本研究旨在评估谷胱甘肽 S-转移酶(GST)多态性,即 GSTM1(rs1183423000,存在/缺失)、GSTT1(rs1601993659,存在/缺失)和 GSTP1 Ile105Val(rs1695,A>G)多态性与 AMD 风险之间的关联。
我们检索了 2000 年 1 月至 2021 年 6 月期间的 PubMed、Embase 和 Web of Science 数据库。使用比值比(OR)和 95%置信区间(95%CI)作为效应量。使用异质性度量 I 评估异质性。

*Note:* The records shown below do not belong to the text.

// ABOUTME: Crew facade - builds the agent registry, tool directory and task graph,
// ABOUTME: then runs them with a reasoner through the run driver.

use std::collections::HashMap;
use std::fmt;
use std::sync::Arc;

use tokio_util::sync::CancellationToken;

use crate::agent::{Agent, AgentRegistry, ExecutionLoop};
use crate::config::CrewConfig;
use crate::error::{BuildError, ConfigError, CrewError, RunError};
use crate::reasoner::Reasoner;
use crate::run::driver::{self, PreparedTask, RunPlan};
use crate::run::{CrewReport, RunSettings, Selection};
use crate::task::{Params, TaskGraph, TaskSpec, interpolate};
use crate::tool::{Tool, ToolDirectory};

/// Inputs for one run: template parameters and an optional role filter.
#[derive(Debug, Clone, Default, PartialEq, Eq)]
pub struct RunInputs {
    pub params: Params,
    /// Roles to execute. Empty means every role.
    pub roles: Vec<String>,
}

impl RunInputs {
    pub fn new() -> Self {
        Self::default()
    }

    /// Set a template parameter.
    pub fn param(mut self, name: impl Into<String>, value: impl Into<String>) -> Self {
        self.params.insert(name.into(), value.into());
        self
    }

    /// Shorthand for the `topic` parameter.
    pub fn topic(self, topic: impl Into<String>) -> Self {
        self.param("topic", topic)
    }

    /// Restrict the run to a role. May be called repeatedly.
    pub fn role(mut self, role: impl Into<String>) -> Self {
        self.roles.push(role.into());
        self
    }
}

/// Builder for [`Crew`].
#[derive(Default)]
pub struct CrewBuilder {
    agents: Vec<Agent>,
    tasks: Vec<TaskSpec>,
    tools: ToolDirectory,
    extra_tools: Vec<Arc<dyn Tool>>,
    reasoner: Option<Arc<dyn Reasoner>>,
    settings: RunSettings,
}

impl CrewBuilder {
    pub fn new() -> Self {
        Self::default()
    }

    /// Start from a crew file's agents, tasks and settings.
    pub fn from_config(config: &CrewConfig) -> Result<Self, ConfigError> {
        let (agents, tasks) = config.definitions()?;
        Ok(Self::new()
            .agents(agents)
            .tasks(tasks)
            .settings(config.run_settings()))
    }

    pub fn agent(mut self, agent: Agent) -> Self {
        self.agents.push(agent);
        self
    }

    pub fn agents(mut self, agents: impl IntoIterator<Item = Agent>) -> Self {
        self.agents.extend(agents);
        self
    }

    pub fn task(mut self, task: TaskSpec) -> Self {
        self.tasks.push(task);
        self
    }

    pub fn tasks(mut self, tasks: impl IntoIterator<Item = TaskSpec>) -> Self {
        self.tasks.extend(tasks);
        self
    }

    /// Replace the tool directory.
    pub fn tool_directory(mut self, tools: ToolDirectory) -> Self {
        self.tools = tools;
        self
    }

    /// Add a single tool. Name clashes are reported by [`CrewBuilder::build`].
    pub fn tool<T: Tool + 'static>(mut self, tool: T) -> Self {
        self.extra_tools.push(Arc::new(tool));
        self
    }

    pub fn reasoner<R: Reasoner + 'static>(self, reasoner: R) -> Self {
        self.shared_reasoner(Arc::new(reasoner))
    }

    pub fn shared_reasoner(mut self, reasoner: Arc<dyn Reasoner>) -> Self {
        self.reasoner = Some(reasoner);
        self
    }

    pub fn settings(mut self, settings: RunSettings) -> Self {
        self.settings = settings;
        self
    }

    /// Validate everything and produce a runnable crew.
    ///
    /// Fails on duplicate roles or tools, agents declaring unregistered tools,
    /// unresolvable task references, cycles, or a missing reasoner.
    pub fn build(self) -> Result<Crew, CrewError> {
        let mut agents = AgentRegistry::new();
        for agent in self.agents {
            agents.register(agent)?;
        }

        let mut tools = self.tools;
        for tool in self.extra_tools {
            tools.register_arc(tool)?;
        }

        agents.validate_tools(&tools)?;
        let graph = TaskGraph::build(&agents, self.tasks)?;
        let reasoner = self.reasoner.ok_or(BuildError::MissingReasoner)?;

        tracing::debug!(
            agents = agents.len(),
            tools = tools.len(),
            tasks = graph.len(),
            "Crew built"
        );

        Ok(Crew {
            agents: Arc::new(agents),
            tools: Arc::new(tools),
            graph: Arc::new(graph),
            reasoner,
            settings: self.settings,
        })
    }
}

/// A validated crew, ready to run any number of times.
#[derive(Clone)]
pub struct Crew {
    agents: Arc<AgentRegistry>,
    tools: Arc<ToolDirectory>,
    graph: Arc<TaskGraph>,
    reasoner: Arc<dyn Reasoner>,
    settings: RunSettings,
}

impl fmt::Debug for Crew {
    fn fmt(&self, f: &mut fmt::Formatter<'_>) -> fmt::Result {
        f.debug_struct("Crew")
            .field("agents", &self.agents.roles())
            .field("tools", &self.tools.list())
            .field("tasks", &self.graph.len())
            .field("settings", &self.settings)
            .finish()
    }
}

impl Crew {
    pub fn builder() -> CrewBuilder {
        CrewBuilder::new()
    }

    pub fn agents(&self) -> &AgentRegistry {
        &self.agents
    }

    pub fn tools(&self) -> &ToolDirectory {
        &self.tools
    }

    pub fn graph(&self) -> &TaskGraph {
        &self.graph
    }

    pub fn settings(&self) -> &RunSettings {
        &self.settings
    }

    /// Run every selected task to a terminal state.
    pub async fn kickoff(&self, inputs: RunInputs) -> Result<CrewReport, CrewError> {
        self.kickoff_with_cancel(inputs, CancellationToken::new())
            .await
    }

    /// Like [`Crew::kickoff`], stopping early when `cancel` fires.
    ///
    /// Parameters and the role filter are checked before any task starts.
    /// A report is returned whenever at least one task produced an output;
    /// check [`CrewReport::is_error`] for partial failures.
    pub async fn kickoff_with_cancel(
        &self,
        inputs: RunInputs,
        cancel: CancellationToken,
    ) -> Result<CrewReport, CrewError> {
        let RunInputs { params, roles } = inputs;
        let selection = Selection::from_roles(&self.agents, &roles)?;
        let prepared = self.prepare_tasks(&params)?;
        let goals = self.prepare_goals(&params)?;

        // Deadlines cancel this token, never the caller's.
        let run_token = cancel.child_token();
        let runner = ExecutionLoop::new(
            Arc::clone(&self.agents),
            Arc::clone(&self.tools),
            Arc::clone(&self.reasoner),
        )
        .goals(goals)
        .cancel_token(run_token.clone())
        .iteration_timeout(self.settings.iteration_timeout);

        let plan = RunPlan {
            run_id: uuid::Uuid::new_v4().to_string(),
            graph: Arc::clone(&self.graph),
            selection,
            params,
            prepared,
            settings: self.settings.clone(),
        };

        let report = driver::drive(plan, runner, run_token).await;

        if !self.graph.is_empty() && !report.has_output() {
            let failures = report
                .outcomes
                .iter()
                .map(|o| (o.key.clone(), o.reason().unwrap_or_else(|| o.status.to_string())))
                .collect();
            return Err(RunError::NoOutput { failures }.into());
        }
        Ok(report)
    }

    fn prepare_tasks(&self, params: &Params) -> Result<Vec<PreparedTask>, RunError> {
        self.graph
            .nodes()
            .iter()
            .map(|node| {
                Ok(PreparedTask {
                    description: interpolate(
                        &node.description,
                        params,
                        &format!("task '{}' description", node.key),
                    )?,
                    expected_output: interpolate(
                        &node.expected_output,
                        params,
                        &format!("task '{}' expected output", node.key),
                    )?,
                })
            })
            .collect()
    }

    fn prepare_goals(&self, params: &Params) -> Result<Vec<String>, RunError> {
        self.agents
            .iter()
            .map(|(_, agent)| {
                interpolate(&agent.goal, params, &format!("agent '{}' goal", agent.role))
            })
            .collect()
    }
}

/// Parameters collected from `(name, value)` pairs.
pub fn params<I, K, V>(pairs: I) -> Params
where
    I: IntoIterator<Item = (K, V)>,
    K: Into<String>,
    V: Into<String>,
{
    pairs
        .into_iter()
        .map(|(k, v)| (k.into(), v.into()))
        .collect::<HashMap<_, _>>()
}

本荟萃分析纳入了 5 项涉及 875 例 AMD 患者和 966 例健康对照的研究,其中 4 项研究涉及 GSTM1 缺失型多态性,4 项研究涉及 GSTT1 缺失型多态性,4 项研究涉及 GSTP1 Ile105Val 多态性。GSTM1 缺失型多态性、GSTT1 缺失型多态性和 GSTP1 Ile105Val 多态性与 AMD 风险无显著相关性(OR 1.13,95%CI 0.73-1.75,p=0.59;OR 1.05,95%CI 0.81-1.36,p=0.69;OR 1.20,95%CI 0.97-1.47,p=0.09)。联合 GSTM1 缺失基因型和 GSTT1 缺失基因型与 AMD 风险无关联(OR 1.16,95%CI 0.42-3.17,p=0.77)。亚组分析显示,GSTM1 缺失基因型与土耳其人群 AMD 风险增加相关(OR 1.67,95%CI 1.13-2.47,p=0.01),GSTM1 缺失基因型与非渗出性 AMD 发生率降低相关(OR 0.72,95%CI 0.52-0.99,p=0.01)。未发现明显的发表偏倚风险。
本荟萃分析表明,GSTM1、GSTT1 和 GSTP1 Ile105Val 多态性与 AMD 风险之间无显著关联。